With a state budget quagmire still complicating business, providers of health care services and products reimbursed by Medicaid are wondering what new plan Illinois officials will scrape together in the coming months to continue — or continue to delay — paying them.
The state has hundreds of millions of dollars in backlogged Medicaid bills, and its new fiscal year starts July 1. Officials can’t agree on a budget cure for the state’s ailing debt, and an $8.75 billion borrowing plan favored by Gov. Pat Quinn appears to be going nowhere.
Hospitals, doctors and nursing homes experienced some relief during the past two years because state officials started expediting reimbursements to them so the state could benefit from increased matching money offered by the federal stimulus package. But that increased money — and the incentive to pay on time — expires June 30.
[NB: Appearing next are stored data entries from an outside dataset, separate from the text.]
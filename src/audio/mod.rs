//! Audio subsystem for Colloquy
//!
//! Microphone capture and voice activity detection on the input side;
//! decoding, staging and playback of backend audio on the output side.

pub mod capture;
pub mod decode;
pub mod device;
pub mod format;
pub mod playback;
pub mod ring_buffer;
pub mod staging;
pub mod vad;
pub mod wav;

pub use capture::{AudioInput, InputStream, MicrophoneInput};
pub use decode::{AudioFormat, DecodeReport, DecodeStrategy, DecodedClip, Decoder};
pub use device::{list_input_devices, InputDeviceInfo};
pub use format::AudioConverter;
pub use playback::{AudioOutput, AudioPipeline, LipSync, PlayOutcome, PlaybackTask, SpeakerOutput};
pub use ring_buffer::AudioRingBuffer;
pub use staging::{StagedFile, StagingArea};
pub use vad::{
    CaptureMode, ListenOutcome, SpeechSegment, StopReason, VadConfig, VadEvent,
    VoiceActivityDetector,
};
pub use wav::{encode_wav, parse_wav_manually};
So state officials are scrambling for a solution and may rely on a backup plan tested last fall that would “sell” Medicaid vendors’ debt to banks and financial institutions willing to front vendors the money they’re owed and wait to be repaid by the state... hospitals are being paid now in less than 60 days, but in the past the state has delayed payments as long as eight or nine months.
Far from creating jobs, $158 billion in "Stimulus" spending was used to help balance state budgets, of which Medicaid represents roughly a third.
And Obamacare is poised to make the Medicaid burden on states far, far worse.
So it's quite fitting that Obama's home state of Illinois will be the first domino to fall in the Democrats' bizarre, Soviet-style central planning exercise known throughout history as socialized medicine.